Pillaging Africa

Several powers seek to extend into this underdeveloped continent, especially in the territory they ruled in colonial days. Africa, it seems, is again up for grabs.
 

Chinese investment in Africa has grown massively over the past 15 years. Trade between China and Africa grew by 700 percent during the 1990s. It doubled from 2002 to 2003. Trade between the two again almost doubled during 2005. Increased Chinese imports of oil from African nations, in particular Sudan, accounted for most of this growth. All this activity has led to China becoming Africa’s third-most important trading partner, behind the United States and France and ahead of Britain.

China’s increasing investment in Africa has spurred into action other contenders for Africa’s raw materials wealth, not the least being the European Union’s leading nations, France and Germany. Each of these powers seeks to extend its individual hegemony within this greatly underdeveloped continent, in particular in the territory that each once ruled before decolonization took effect.

Indeed, in a race not unlike that of colonial days, Africa, it seems, is once again up for grabs.

EU states, intent on securing new sources of energy in order to lessen their dependence upon Russia, are increasingly looking toward North Africa. Market monitor RiskCenter.com reported, “The region has for many years been a significant contributor to European gas supplies, but recent deals and current market noises point to this contribution witnessing sizeable growth. … For the EU, North Africa will be a key component of its energy future” (August 15).

The Chinese have been buying favor with African nations by direct investment in infrastructure—roads, rail, electricity distribution, port development, etc.—to aid in their procurement and shipment of raw materials, especially much-needed oil and gas. By contrast, Germany’s heightened involvement is coming significantly from a different quarter: that of military involvement.

China certainly has the cash for capital investment, but the German-led EU has the regional proximity of its military forces to secure Africa’s raw materials and China’s African assets. It also has the benefit of lingering attachments and interests within much of Africa as a result of its colonial history.

Both the German-dominated EU and China have a huge thirst for energy-based resources. There may yet be a deal done between the two that will eventually block out the U.S. and Britain from access to Africa’s energy wealth.

Reporting on Germany’s involvement in the volatile, oil-rich region of Sudan, German-Foreign-Policy.com observed: “Following the UN’s decision to deploy troops to Sudan [where China has heavily invested], warmongers in Berlin are pushing for German participation. German foreign-policy specialists from the opposition, as well as from circles close to the ruling cdu party, are calling for Germany showing a presence in the western Sudanese province of Darfur, at least with military observers or high-ranking officers” (August 10).

Typically, Germany seeks first to penetrate Africa under the umbrella of its allies, in particular the U.S. “It is, above all, Washington and Berlin who are pushing for a UN-mandated intervention in Darfur and seeking to militarily roll back the influence of the Sudanese central government. Regional secession is not being ruled out” (ibid.).

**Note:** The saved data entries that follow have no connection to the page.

//! Error taxonomy for the data path.
//!
//! The five kinds below classify every failure a connection handler can hit.
//! `Transport` is the only one that is never logged — it covers the peer
//! simply closing the socket. Everything else is logged once, at the point
//! the connection is torn down; nothing here is retried.

use std::fmt;
use std::io;

#[derive(Debug)]
pub enum ProxyError {
    /// Peer closed the connection, or the OS reports "closed network
    /// connection". Not an error worth logging.
    Transport(io::Error),
    /// Malformed TLS ClientHello, malformed HTTP request/response, or
    /// truncated headers.
    Parse(String),
    /// Sniffed host has no entry in the route table.
    RouteMiss(String),
    /// Dialing or TLS-handshaking to the upstream origin failed.
    UpstreamUnreachable(io::Error),
    /// Body decompression failed, or content didn't match its declared
    /// encoding.
    Rewrite(String),
    /// Startup-only: bad configuration, unbindable listener. Always fatal.
    Configuration(String),
}

impl ProxyError {
    /// True if this error represents a clean, expected connection close that
    /// should not be logged as a failure.
    pub fn is_transport_closed(&self) -> bool {
        match self {
            ProxyError::Transport(e) => is_closed_connection(e),
            _ => false,
        }
    }
}

fn is_closed_connection(e: &io::Error) -> bool {
    matches!(
        e.kind(),
        io::ErrorKind::UnexpectedEof
            | io::ErrorKind::ConnectionReset
            | io::ErrorKind::ConnectionAborted
            | io::ErrorKind::BrokenPipe
            | io::ErrorKind::NotConnected
    )
}

impl fmt::Display for ProxyError {
    fn fmt(&self, f: &mut fmt::Formatter<'_>) -> fmt::Result {
        match self {
            ProxyError::Transport(e) => write!(f, "transport closed: {e}"),
            ProxyError::Parse(msg) => write!(f, "parse failure: {msg}"),
            ProxyError::RouteMiss(host) => write!(f, "no route for host {host:?}"),
            ProxyError::UpstreamUnreachable(e) => write!(f, "upstream unreachable: {e}"),
            ProxyError::Rewrite(msg) => write!(f, "rewrite failure: {msg}"),
            ProxyError::Configuration(msg) => write!(f, "configuration failure: {msg}"),
        }
    }
}

impl std::error::Error for ProxyError {}

impl From<io::Error> for ProxyError {
    fn from(e: io::Error) -> Self {
        if is_closed_connection(&e) {
            ProxyError::Transport(e)
        } else {
            ProxyError::UpstreamUnreachable(e)
        }
    }
}
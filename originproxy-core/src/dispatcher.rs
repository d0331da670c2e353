//! Accept-loop orchestration: peek, sniff, route, then either redirect,
//! terminate TLS, or tunnel.
//!
//! Ported from the Go original's `handleHTTP`/`handleTLS` (`server.go`), with
//! the dual-mode selection from spec.md §4.9 and the replacing-reader
//! wrapping from §4.7 folded in as the two post-route-lookup branches.

use std::net::SocketAddr;
use std::pin::Pin;
use std::sync::Arc;
use std::task::{Context, Poll};
use std::time::Duration;

use originproxy_config::Timeouts;
use tokio::io::{AsyncRead, AsyncWrite, AsyncWriteExt, ReadBuf};
use tokio::time::timeout;
use tracing::{debug, info, warn};

use crate::error::ProxyError;
use crate::host::{self, LineReaderPool};
use crate::metrics::Metrics;
use crate::peek::PeekStream;
use crate::pool::BufferPool;
use crate::replace::ReplacingReader;
use crate::route::RouteTable;
use crate::sni;
use crate::tls::TlsTerminator;
use crate::tunnel;
use crate::upstream;

/// Which port a connection arrived on, since the host inspector and the
/// forceTLS/redirect behavior both depend on it.
#[derive(Debug, Clone, Copy, PartialEq, Eq)]
pub enum ListenerKind {
    Http,
    Tls,
}

/// Everything a dispatched connection needs that isn't per-connection state:
/// shared, read-only, cloned cheaply per accept.
#[derive(Clone)]
pub struct SharedState {
    pub routes: Arc<RouteTable>,
    pub tls: Option<Arc<TlsTerminator>>,
    pub pool: Arc<BufferPool>,
    pub line_pool: Arc<LineReaderPool>,
    pub metrics: Option<Arc<Metrics>>,
    pub insecure_upstream_tls: bool,
    /// Process-wide `connect`/`client_hello`/`idle` deadlines (spec.md §9's
    /// per-route-timeout Open Question, resolved process-wide — see
    /// DESIGN.md).
    pub timeouts: Arc<Timeouts>,
    /// Optional wildcard hostname allowlist, checked before route lookup.
    pub allowlist: Arc<Option<Vec<String>>>,
}

/// True if `host` matches at least one configured allowlist pattern, or if
/// no allowlist is configured at all.
fn host_is_allowed(host: &str, allowlist: &Option<Vec<String>>) -> bool {
    match allowlist {
        None => true,
        Some(patterns) => patterns
            .iter()
            .any(|pattern| originproxy_config::matches_allowlist_pattern(host, pattern)),
    }
}

/// Handles one accepted connection end to end. Every error path is logged
/// here (per spec.md §4.6/§7) and absorbed — the accept loop never sees a
/// per-connection failure.
pub async fn dispatch<S>(stream: S, peer: SocketAddr, kind: ListenerKind, state: SharedState)
where
    S: AsyncRead + AsyncWrite + Unpin + Send + 'static,
{
    if let Err(e) = dispatch_inner(stream, peer, kind, &state).await {
        if !e.is_transport_closed() {
            warn!(peer = %peer, error = %e, "connection handler error");
            if let Some(metrics) = &state.metrics {
                metrics.record_error(error_kind(&e));
            }
        }
    }
}

fn error_kind(e: &ProxyError) -> &'static str {
    match e {
        ProxyError::Transport(_) => "transport",
        ProxyError::Parse(_) => "parse",
        ProxyError::RouteMiss(_) => "route-miss",
        ProxyError::UpstreamUnreachable(_) => "upstream-unreachable",
        ProxyError::Rewrite(_) => "rewrite",
        ProxyError::Configuration(_) => "configuration",
    }
}

async fn dispatch_inner<S>(
    stream: S,
    peer: SocketAddr,
    kind: ListenerKind,
    state: &SharedState,
) -> Result<(), ProxyError>
where
    S: AsyncRead + AsyncWrite + Unpin + Send + 'static,
{
    let mut inner = stream;
    let client_hello_timeout = Duration::from_secs(state.timeouts.client_hello);

    let (host, peeked) = match kind {
        ListenerKind::Http => {
            let mut captured = Vec::new();
            let host = {
                let tee = TeeReader {
                    inner: &mut inner,
                    captured: &mut captured,
                };
                timeout(client_hello_timeout, host::extract_host(tee, &state.line_pool))
                    .await
                    .map_err(|_| ProxyError::Parse("timed out waiting for request headers".to_string()))?
                    .map_err(|e| ProxyError::Parse(e.to_string()))?
            };
            (host, PeekStream::new(inner, captured))
        }
        ListenerKind::Tls => {
            let peeked = PeekStream::new(inner, Vec::new());
            let (record, probe) = timeout(client_hello_timeout, read_client_hello_record(peeked))
                .await
                .map_err(|_| ProxyError::Parse("timed out waiting for TLS ClientHello".to_string()))??;
            let host = sni::extract_sni(&record).map_err(|e| ProxyError::Parse(format!("{e:?}")))?;
            (host::normalize_host(&host), probe.wrap(record))
        }
    };

    if !host_is_allowed(&host, &state.allowlist) {
        debug!(host = %host, "rejected by allowlist");
        return Err(ProxyError::RouteMiss(host));
    }

    let route = state
        .routes
        .lookup(&host)
        .cloned()
        .ok_or_else(|| ProxyError::RouteMiss(host.clone()))?;

    if kind == ListenerKind::Http && route.force_tls {
        let mut probe = peeked;
        let path = host::extract_path(&mut probe, &state.line_pool)
            .await
            .map_err(|e| ProxyError::Parse(e.to_string()))?;
        return send_redirect(probe.into_inner(), &host, &path).await;
    }

    let guard = state
        .metrics
        .as_ref()
        .map(|m| m.connection_opened(&host, if route.stream { "stream" } else { "rewrite" }));

    let (upstream_stream, upstream_host) = timeout(
        Duration::from_secs(state.timeouts.connect),
        upstream::dial(&route.target, state.insecure_upstream_tls),
    )
    .await
    .map_err(|_| ProxyError::UpstreamUnreachable(std::io::Error::new(std::io::ErrorKind::TimedOut, "connect timed out")))?
    .map_err(|e| ProxyError::UpstreamUnreachable(std::io::Error::other(e.to_string())))?;

    let result = if kind == ListenerKind::Tls {
        let tls_terminator = state
            .tls
            .as_ref()
            .ok_or_else(|| ProxyError::Configuration("TLS requested but no terminator configured".into()))?;
        let tls_stream = tls_terminator.accept(peeked).await?;
        run_mode(tls_stream, upstream_stream, &route, peer, &upstream_host, state).await
    } else {
        run_mode(peeked, upstream_stream, &route, peer, &upstream_host, state).await
    };

    drop(guard);
    result
}

async fn run_mode<D, U>(
    mut downstream: D,
    mut upstream_stream: U,
    route: &crate::route::Route,
    peer: SocketAddr,
    upstream_host: &str,
    state: &SharedState,
) -> Result<(), ProxyError>
where
    D: AsyncRead + AsyncWrite + Unpin + Send + 'static,
    U: AsyncRead + AsyncWrite + Unpin + Send + 'static,
{
    if route.stream {
        debug!(host = %route.domain, peer = %peer, "entering streaming mode");
        stream_mode(downstream, upstream_stream, route, state).await
    } else {
        debug!(host = %route.domain, peer = %peer, "entering http rewrite mode");
        crate::http_rewrite::rewrite_and_forward(&mut downstream, &mut upstream_stream, route, upstream_host, peer)
            .await
            .map_err(|e| ProxyError::Rewrite(e.to_string()))
    }
}

async fn stream_mode<D, U>(
    downstream: D,
    upstream_stream: U,
    route: &crate::route::Route,
    state: &SharedState,
) -> Result<(), ProxyError>
where
    D: AsyncRead + AsyncWrite + Unpin + Send + 'static,
    U: AsyncRead + AsyncWrite + Unpin + Send + 'static,
{
    let idle = Duration::from_secs(state.timeouts.idle);
    let metrics = state.metrics.as_deref();
    let host = route.domain.as_str();
    let record = |direction: &'static str, n: u64| {
        if let Some(metrics) = metrics {
            metrics.record_bytes(host, direction, n);
        }
    };

    if route.replaces.is_empty() {
        tunnel::tunnel(downstream, upstream_stream, &state.pool, idle, record)
            .await
            .map_err(ProxyError::from)
    } else {
        // Downstream -> upstream undoes the rewrite (new -> old); upstream
        // -> downstream applies it (old -> new). See spec.md §4.3/§4.7.
        let (down_read, down_write) = tokio::io::split(downstream);
        let (up_read, up_write) = tokio::io::split(upstream_stream);

        let mut down_read = wrap_replaces(down_read, route, true);
        let mut up_read = wrap_replaces(up_read, route, false);
        let mut down_write = down_write;
        let mut up_write = up_write;

        let mut buf_a = state.pool.acquire();
        let mut buf_b = state.pool.acquire();

        let a_to_b = tunnel::copy_with_idle_timeout(&mut down_read, &mut up_write, &mut buf_a, idle, |n| {
            record("upstream", n)
        });
        let b_to_a = tunnel::copy_with_idle_timeout(&mut up_read, &mut down_write, &mut buf_b, idle, |n| {
            record("downstream", n)
        });
        let (r1, r2) = tokio::join!(a_to_b, b_to_a);
        let _ = up_write.shutdown().await;
        let _ = down_write.shutdown().await;
        r1.and(r2).map(|_| ()).map_err(ProxyError::from)
    }
}

/// Chains the route's ordered `replaces` into a single layered reader, one
/// [`ReplacingReader`] per substitution, applied in configuration order.
fn wrap_replaces<R>(reader: R, route: &crate::route::Route, reverse: bool) -> Box<dyn AsyncRead + Send + Unpin>
where
    R: AsyncRead + Send + Unpin + 'static,
{
    let mut boxed: Box<dyn AsyncRead + Send + Unpin> = Box::new(reader);
    for r in &route.replaces {
        let (old, new) = if reverse { (r.new.clone(), r.old.clone()) } else { (r.old.clone(), r.new.clone()) };
        if old.is_empty() {
            continue;
        }
        boxed = Box::new(
            ReplacingReader::new(boxed, old, new, crate::pool::DEFAULT_BUFFER_SIZE)
                .expect("old is non-empty, checked above"),
        );
    }
    boxed
}

/// Reads just enough of the TLS record stream to extract a complete
/// ClientHello, returning the raw bytes consumed (to be re-prepended via
/// [`PeekStream::wrap`]) alongside the stream they were read from.
async fn read_client_hello_record<S>(mut peeked: PeekStream<S>) -> Result<(Vec<u8>, PeekStream<S>), ProxyError>
where
    S: AsyncRead + AsyncWrite + Unpin,
{
    use tokio::io::AsyncReadExt;

    const RECORD_HEADER_LEN: usize = 5;
    let mut header = [0u8; RECORD_HEADER_LEN];
    peeked.read_exact(&mut header).await?;
    if header[0] != 0x16 {
        return Err(ProxyError::Parse("not a TLS handshake record".to_string()));
    }
    let body_len = u16::from_be_bytes([header[3], header[4]]) as usize;
    let mut body = vec![0u8; body_len];
    peeked.read_exact(&mut body).await?;

    let mut record = Vec::with_capacity(RECORD_HEADER_LEN + body_len);
    record.extend_from_slice(&header);
    record.extend_from_slice(&body);
    Ok((record, peeked))
}

/// Tees every byte read from `inner` into `captured`, so the exact bytes an
/// inspector consumed (per spec.md §4.2) can be re-prepended onto the
/// stream afterward via [`PeekStream::new`].
struct TeeReader<'a, S> {
    inner: &'a mut S,
    captured: &'a mut Vec<u8>,
}

impl<S: AsyncRead + Unpin> AsyncRead for TeeReader<'_, S> {
    fn poll_read(self: Pin<&mut Self>, cx: &mut Context<'_>, buf: &mut ReadBuf<'_>) -> Poll<std::io::Result<()>> {
        let this = self.get_mut();
        let before = buf.filled().len();
        let result = Pin::new(&mut *this.inner).poll_read(cx, buf);
        if let Poll::Ready(Ok(())) = &result {
            this.captured.extend_from_slice(&buf.filled()[before..]);
        }
        result
    }
}

/// Writes exactly the §6 redirect response and closes the connection.
async fn send_redirect<S>(mut stream: S, host: &str, path: &str) -> Result<(), ProxyError>
where
    S: AsyncWrite + Unpin,
{
    let response = format!("HTTP/1.1 302 Found\r\nLocation: https://{host}{path}\r\nConnection: close\r\n\r\n");
    stream.write_all(response.as_bytes()).await?;
    stream.flush().await?;
    info!(host, path, "served forceTLS redirect");
    Ok(())
}
//! Prometheus metrics for the data plane.
//!
//! Registered once at startup against an externally-owned [`Registry`] (the
//! metrics/health HTTP server lives in `originproxy-bin`, which scrapes this
//! registry — this module only defines and updates the series).

use prometheus::{HistogramOpts, HistogramVec, IntCounterVec, IntGauge, Opts, Registry};

pub struct Metrics {
    connections_total: IntCounterVec,
    connections_active: IntGauge,
    bytes_transferred: IntCounterVec,
    errors_total: IntCounterVec,
    connection_duration: HistogramVec,
}

impl Metrics {
    pub fn new(registry: &Registry) -> Self {
        let connections_total = IntCounterVec::new(
            Opts::new(
                "originproxy_connections_total",
                "Total number of connections handled, by route and mode",
            ),
            &["host", "mode"],
        )
        .expect("metric definition is well-formed");
        registry
            .register(Box::new(connections_total.clone()))
            .expect("metric name is unique");

        let connections_active = IntGauge::new(
            "originproxy_connections_active",
            "Number of connections currently being proxied",
        )
        .expect("metric definition is well-formed");
        registry
            .register(Box::new(connections_active.clone()))
            .expect("metric name is unique");

        let bytes_transferred = IntCounterVec::new(
            Opts::new(
                "originproxy_bytes_transferred_total",
                "Total bytes transferred, by route and direction",
            ),
            &["host", "direction"],
        )
        .expect("metric definition is well-formed");
        registry
            .register(Box::new(bytes_transferred.clone()))
            .expect("metric name is unique");

        let errors_total = IntCounterVec::new(
            Opts::new(
                "originproxy_errors_total",
                "Total number of handler errors, by kind",
            ),
            &["kind"],
        )
        .expect("metric definition is well-formed");
        registry
            .register(Box::new(errors_total.clone()))
            .expect("metric name is unique");

        let connection_duration = HistogramVec::new(
            HistogramOpts::new(
                "originproxy_connection_duration_seconds",
                "Connection lifetime in seconds, by route",
            )
            .buckets(vec![0.001, 0.01, 0.1, 0.5, 1.0, 5.0, 10.0, 30.0, 60.0, 300.0]),
            &["host"],
        )
        .expect("metric definition is well-formed");
        registry
            .register(Box::new(connection_duration.clone()))
            .expect("metric name is unique");

        Self {
            connections_total,
            connections_active,
            bytes_transferred,
            errors_total,
            connection_duration,
        }
    }

    pub fn connection_opened(&self, host: &str, mode: &str) -> ConnectionGuard<'_> {
        self.connections_total.with_label_values(&[host, mode]).inc();
        self.connections_active.inc();
        ConnectionGuard {
            metrics: self,
            host: host.to_string(),
            timer: std::time::Instant::now(),
        }
    }

    /// Called from the tunnel's and the replace-wrapped stream's copy loops
    /// once per chunk forwarded; `direction` is `"upstream"` or
    /// `"downstream"`.
    pub fn record_bytes(&self, host: &str, direction: &str, count: u64) {
        self.bytes_transferred.with_label_values(&[host, direction]).inc_by(count);
    }

    pub fn record_error(&self, kind: &str) {
        self.errors_total.with_label_values(&[kind]).inc();
    }
}

/// Decrements the active-connection gauge and records the connection's
/// lifetime when dropped, regardless of which exit path the handler took.
pub struct ConnectionGuard<'a> {
    metrics: &'a Metrics,
    host: String,
    timer: std::time::Instant,
}

impl Drop for ConnectionGuard<'_> {
    fn drop(&mut self) {
        self.metrics.connections_active.dec();
        self.metrics
            .connection_duration
            .with_label_values(&[&self.host])
            .observe(self.timer.elapsed().as_secs_f64());
    }
}

#[cfg(test)]
mod tests {
    use super::*;

    #[test]
    fn registers_without_panicking_and_tracks_active_count() {
        let registry = Registry::new();
        let metrics = Metrics::new(&registry);
        {
            let _guard = metrics.connection_opened("a.example", "stream");
            assert_eq!(metrics.connections_active.get(), 1);
        }
        assert_eq!(metrics.connections_active.get(), 0);
    }

    #[test]
    fn record_bytes_and_errors_do_not_panic() {
        let registry = Registry::new();
        let metrics = Metrics::new(&registry);
        metrics.record_bytes("a.example", "upstream", 1024);
        metrics.record_error("route-miss");
    }
}
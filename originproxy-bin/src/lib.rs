use http_body_util::Full;
use hyper::server::conn::http1;
use hyper::{Request, Response};
use hyper_util::rt::TokioIo;
use prometheus::{Encoder, Registry, TextEncoder};
use originproxy_config::Config;
use originproxy_core::run_proxy;
use std::error::Error;
use std::net::SocketAddr;
use std::path::Path;
use tokio::net::TcpListener;
use tokio::sync::broadcast;
use tracing::{info, warn};
use tracing_subscriber::{EnvFilter, fmt};

pub async fn run(config_path: &Path, tls_dir_override: Option<String>) -> Result<(), Box<dyn Error>> {
    // Initialize logging
    fmt()
        .with_env_filter(
            EnvFilter::from_default_env()
                .add_directive(tracing::Level::INFO.into())
                .add_directive("originproxy=debug".parse()?),
        )
        .with_target(false)
        .json()
        .init();

    // Load configuration
    let config = Config::from_file(config_path)?.with_tls_dir_override(tls_dir_override);

    // Create shutdown channel for coordinating graceful shutdown
    let (shutdown_tx, shutdown_rx) = broadcast::channel::<()>(1);

    // Set up metrics with proper cleanup
    let (registry, metrics_handle) = if config.metrics.enabled {
        let registry = Registry::new();
        let metrics_addr: SocketAddr = config.metrics.address.parse()?;
        let metrics_listener = TcpListener::bind(metrics_addr).await?;
        info!("Metrics server listening on {}", metrics_addr);

        let registry_clone = registry.clone();
        let mut shutdown_rx_clone = shutdown_rx.resubscribe();

        // Spawn metrics server with shutdown coordination
        let handle = tokio::spawn(async move {
            loop {
                tokio::select! {
                    // Check for shutdown signal
                    _ = shutdown_rx_clone.recv() => {
                        info!("Metrics server shutting down");
                        break;
                    }
                    // Accept connections
                    result = metrics_listener.accept() => {
                        if let Ok((stream, _)) = result {
                            let registry = registry_clone.clone();
                            let io = TokioIo::new(stream);

                            tokio::spawn(async move {
                                let service = hyper::service::service_fn(
                                    move |req: Request<hyper::body::Incoming>| {
                                        let registry = registry.clone();
                                        async move {
                                            match req.uri().path() {
                                                "/metrics" => {
                                                    // Serve Prometheus metrics
                                                    let encoder = TextEncoder::new();
                                                    let metric_families = registry.gather();
                                                    let mut buffer = vec![];
                                                    encoder.encode(&metric_families, &mut buffer).map_err(
                                                        |e| format!("Metrics encoding error: {}", e),
                                                    )?;
                                                    Ok::<_, String>(Response::new(Full::new(
                                                        bytes::Bytes::from(buffer),
                                                    )))
                                                }
                                                "/health" => {
                                                    // Health check endpoint
                                                    let health_response =
                                                        r#"{"status":"healthy","service":"originproxy"}"#;
                                                    Ok::<_, String>(Response::new(Full::new(
                                                        bytes::Bytes::from(health_response),
                                                    )))
                                                }
                                                "/" => {
                                                    // Root endpoint - show available endpoints
                                                    let index_response =
                                                        r#"{"endpoints":["/health","/metrics"]}"#;
                                                    Ok::<_, String>(Response::new(Full::new(
                                                        bytes::Bytes::from(index_response),
                                                    )))
                                                }
                                                _ => {
                                                    // 404 for unknown paths
                                                    let not_found = r#"{"error":"not_found"}"#;
                                                    Ok::<_, String>(Response::new(Full::new(
                                                        bytes::Bytes::from(not_found),
                                                    )))
                                                }
                                            }
                                        }
                                    },
                                );

                                if let Err(err) = http1::Builder::new().serve_connection(io, service).await
                                {
                                    warn!("Metrics server connection error: {}", err);
                                }
                            });
                        }
                    }
                }
            }
        });

        (Some(registry), Some(handle))
    } else {
        (None, None)
    };

    // Run the proxy with shutdown coordination
    let proxy_result = run_proxy(config, registry, shutdown_rx).await;

    // Signal shutdown to metrics server
    let _ = shutdown_tx.send(());

    // Wait for metrics server to finish
    if let Some(handle) = metrics_handle {
        info!("Waiting for metrics server to shut down");
        let _ = handle.await;
    }

    proxy_result
}
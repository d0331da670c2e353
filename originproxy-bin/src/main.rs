use clap::Parser;
use originproxy_bin::run;
use std::path::PathBuf;

#[derive(Parser)]
#[command(author, version, about, long_about = None)]
struct Args {
    #[arg(short, long, default_value = "/etc/originproxy/config.yaml")]
    config: PathBuf,

    /// Overrides the TLS certificate cache directory; only takes effect if
    /// the config file leaves `tls_dir` unset.
    #[arg(short = 'd', long)]
    tls_dir: Option<PathBuf>,
}

#[tokio::main]
async fn main() -> Result<(), Box<dyn std::error::Error>> {
    let args = Args::parse();
    let tls_dir = args.tls_dir.map(|p| p.to_string_lossy().into_owned());
    run(&args.config, tls_dir).await
}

This is classic German foreign policy. The same strategy worked brilliantly in the Balkan Peninsula, where Germany motivated an illegal war fought largely by its allies, the U.S. and Britain, and gained for the European Union (i.e. Germany) the land hinge between Eastern and Western Europe. Having then ensured the involvement of the German Navy running security for the EU in the Mediterranean, the German-led EU took over Malta, which Italian Prime Minister (then European Commission president) Romano Prodi described as the EU’s stepping stone to Africa.

Now the battle is joined for the further spread south by the EU behemoth.

But it is not only the U.S. that is being played for a patsy to secure German interests in Africa. Berlin is currying the favor of African allies in support of its plans to dominate the raw materials (in particular oil and gas) and cheap labor that are the continent’s greatest economic assets. “Ghana and Nigeria are playing decisive roles with their participation in the Sudan deployment and are receiving millions in German financial aid, for the maintenance of their troops. Further militarization of the African continent is a direct consequence” (ibid.; emphasis mine).

As we watch Germany push its influence south of the Mediterranean into Africa, having already, via the EU, virtually taken over Eastern Europe and the Mediterranean, including the island nation of Cyprus (on the doorstep of the Middle East and a short distance from Jerusalem), we would do well to remember an ancient prophecy in the book of Daniel. Speaking of a religiously motivated great northern power to arise just prior to Jesus Christ’s return, the prophet declared, “And out of one of them came forth a little horn, which waxed exceeding great, toward the south, and toward the east, and toward the pleasant land” (Daniel 8:9).

Watch Africa. Watch Germany—and, above all, watch Jerusalem!